Yesterday I was out, running errands, standing in line at the grocery store when a voice called my name. I looked up to see an old friend...a friend I went to college with and had not seen since I was pregnant with Faith. We ran into each other at the grocery store, then, too. Thanks to the technology of Facebook, she knew much of our story with Faith, but she didn't know all the details.

So there, in the checkout line at Schnucks, she said to me, "How are you? I think about you all the time and I always mean to call you or write you, but I'm terrible at communicating. I want to know what happened with Faith...I've only caught pieces...will you tell me? Will you talk to me?" Well...that was the gist of it.

Now, maybe this sounds as though she was being a busybody, but I didn't feel that way. Admittedly, I was caught a little off guard, as I stood reading "Soap Opera Digest," waiting to buy coffee and bananas. But, once I got by bearings, I was glad she asked. She quickly said, "It's okay if you don't want to talk...I just think of you so often and just want to know how you are." I assured her it was okay with me to talk, but asked, "Can I get out of line first?" We both laughed, I paid for my groceries, and we took a seat on a bench at the end of the checkout line.

For the next hour (no, I'm not kidding), we caught up.
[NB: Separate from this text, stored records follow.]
//! Session registry: id allocation, lookup and per-upload mutual exclusion.
//!
//! Each upload id maps to its own async mutex. The map itself sits behind a
//! short-lived std mutex that is never held across an await point, so
//! requests against unrelated uploads never wait on each other.

use crate::{
    models::upload::UploadSession,
    services::offset_store::{Appended, OffsetStore, UploadError, UploadResult},
};
use base64::{Engine as _, engine::general_purpose::URL_SAFE_NO_PAD};
use bytes::Bytes;
use futures::Stream;
use std::{
    collections::HashMap,
    future::Future,
    io,
    sync::{Arc, Mutex, PoisonError},
};
use tokio::sync::{Mutex as AsyncMutex, OwnedMutexGuard};
use uuid::Uuid;

/// Attempts at drawing a fresh id before giving up.
const MAX_ID_ATTEMPTS: usize = 4;
const MAX_ID_LEN: usize = 64;

type LockMap = Arc<Mutex<HashMap<String, Arc<AsyncMutex<()>>>>>;

#[derive(Clone)]
pub struct SessionRegistry {
    store: OffsetStore,
    locks: LockMap,
}

impl SessionRegistry {
    pub fn new(store: OffsetStore) -> Self {
        Self {
            store,
            locks: Arc::new(Mutex::new(HashMap::new())),
        }
    }

    pub fn store(&self) -> &OffsetStore {
        &self.store
    }

    /// Create a new upload at offset zero with an unguessable id.
    pub async fn create(&self, total_size: Option<i64>) -> UploadResult<UploadSession> {
        for _ in 0..MAX_ID_ATTEMPTS {
            let session = UploadSession::new(generate_id(), total_size);
            match self.store.insert(&session).await {
                Ok(()) => {
                    tracing::info!(upload_id = %session.id, total_size = ?total_size, "Created upload");
                    return Ok(session);
                }
                Err(UploadError::Duplicate(id)) => {
                    tracing::warn!(upload_id = %id, "Upload id collision, drawing another");
                }
                Err(err) => return Err(err),
            }
        }
        Err(UploadError::IdExhausted)
    }

    /// Look up an upload without taking its lock.
    pub async fn get(&self, id: &str) -> UploadResult<UploadSession> {
        ensure_id_valid(id)?;
        self.store.fetch(id).await
    }

    /// Open the stored bytes of upload `id` for reading.
    pub async fn open_payload(&self, id: &str) -> UploadResult<(UploadSession, tokio::fs::File)> {
        ensure_id_valid(id)?;
        self.store.open_payload(id).await
    }

    /// Wait for exclusive access to the upload `id`.
    ///
    /// The upload must exist. Mutations made through the returned guard are
    /// serialized with every other guard for the same id.
    pub async fn lock(&self, id: &str) -> UploadResult<SessionGuard> {
        ensure_id_valid(id)?;
        let entry = {
            let mut locks = self.locks.lock().unwrap_or_else(PoisonError::into_inner);
            locks
                .entry(id.to_string())
                .or_insert_with(|| Arc::new(AsyncMutex::new(())))
                .clone()
        };
        let permit = entry.lock_owned().await;

        let guard = SessionGuard {
            id: id.to_string(),
            store: self.store.clone(),
            locks: self.locks.clone(),
            permit: Some(permit),
        };
        // Surface NotFound while holding the lock so the guard is only
        // handed out for uploads that exist.
        guard.store.fetch(id).await?;
        Ok(guard)
    }

    /// Run `f` with exclusive access to the upload `id`.
    pub async fn with_lock<F, Fut, T>(&self, id: &str, f: F) -> UploadResult<T>
    where
        F: FnOnce(SessionGuard) -> Fut,
        Fut: Future<Output = UploadResult<T>>,
    {
        let guard = self.lock(id).await?;
        f(guard).await
    }

    #[cfg(test)]
    fn tracked_locks(&self) -> usize {
        self.locks
            .lock()
            .unwrap_or_else(PoisonError::into_inner)
            .len()
    }
}

/// Exclusive handle on one upload. Dropping it releases the lock.
pub struct SessionGuard {
    id: String,
    store: OffsetStore,
    locks: LockMap,
    permit: Option<OwnedMutexGuard<()>>,
}

impl SessionGuard {
    pub fn id(&self) -> &str {
        &self.id
    }

    pub async fn session(&self) -> UploadResult<UploadSession> {
        self.store.fetch(&self.id).await
    }

    pub async fn read(&self) -> UploadResult<(u64, bool)> {
        self.store.read(&self.id).await
    }

    pub async fn append_and_advance<S>(&self, start: u64, body: S) -> UploadResult<Appended>
    where
        S: Stream<Item = io::Result<Bytes>>,
    {
        self.store.append_and_advance(&self.id, start, body).await
    }

    pub async fn mark_complete(&self) -> UploadResult<UploadSession> {
        self.store.mark_complete(&self.id).await
    }
}

impl Drop for SessionGuard {
    fn drop(&mut self) {
        drop(self.permit.take());
        let mut locks = self.locks.lock().unwrap_or_else(PoisonError::into_inner);
        // Only the map still references the mutex: no holder, no waiter.
        if locks
            .get(&self.id)
            .is_some_and(|entry| Arc::strong_count(entry) == 1)
        {
            locks.remove(&self.id);
        }
    }
}

/// 128 bits from the OS CSPRNG (UUIDv4), base64url without padding.
fn generate_id() -> String {
    URL_SAFE_NO_PAD.encode(Uuid::new_v4().as_bytes())
}

/// Ids are opaque to clients but must stay filesystem- and URL-safe.
fn ensure_id_valid(id: &str) -> UploadResult<()> {
    let valid = !id.is_empty()
        && id.len() <= MAX_ID_LEN
        && id
            .bytes()
            .all(|b| b.is_ascii_alphanumeric() || b == b'-' || b == b'_');
    if valid {
        Ok(())
    } else {
        Err(UploadError::NotFound(id.to_string()))
    }
}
I'm sure the cashiers and baggers thought we were crazy...after all, who sits on a bench in the grocery store for over an hour, chatting like two long-lost friends, while our groceries sat in the cart in front of us? I talked about Faith...I told our story. We shared notes on some common experiences we've had and laughed about common frustrations. We giggled over our husbands who seem to have a lot in common, including their "survivalist/prepare for anything" ways - we laughed at some of the supplies we have in our house for just such an occurence. And as I sat with this old friend, I remembered why we'd been such good friends at one time in our lives. I'm not really sure why we didn't stay in touch...life, I guess. She went her way, I went mine...life got busy and it just happened. But, it was fun to see her again and talk. She hasn't changed...she still talks a mile a minute, but it was kind of nostalgic to sit with her. It made me want to keep up with her a little more frequently.

So, to this friend...I hope that we can make time to see each other more than just an occasional occurrence at the grocery store. Thank you for asking about Faith...thank you for being you and not worrying that what you might say could be awkward (a problem, I assure you, she never had)...thank you for being direct and compassionate and letting me talk about my beautiful daughter. Thanks for sharing stories of the crazies...for laughing and letting me ramble on a bit too long at times. Thank you for reminding me why we were friends, and why I'd like to be better about keeping in touch from now on.

Who knew a trip for coffee and bananas could end up reminding me of a great friend?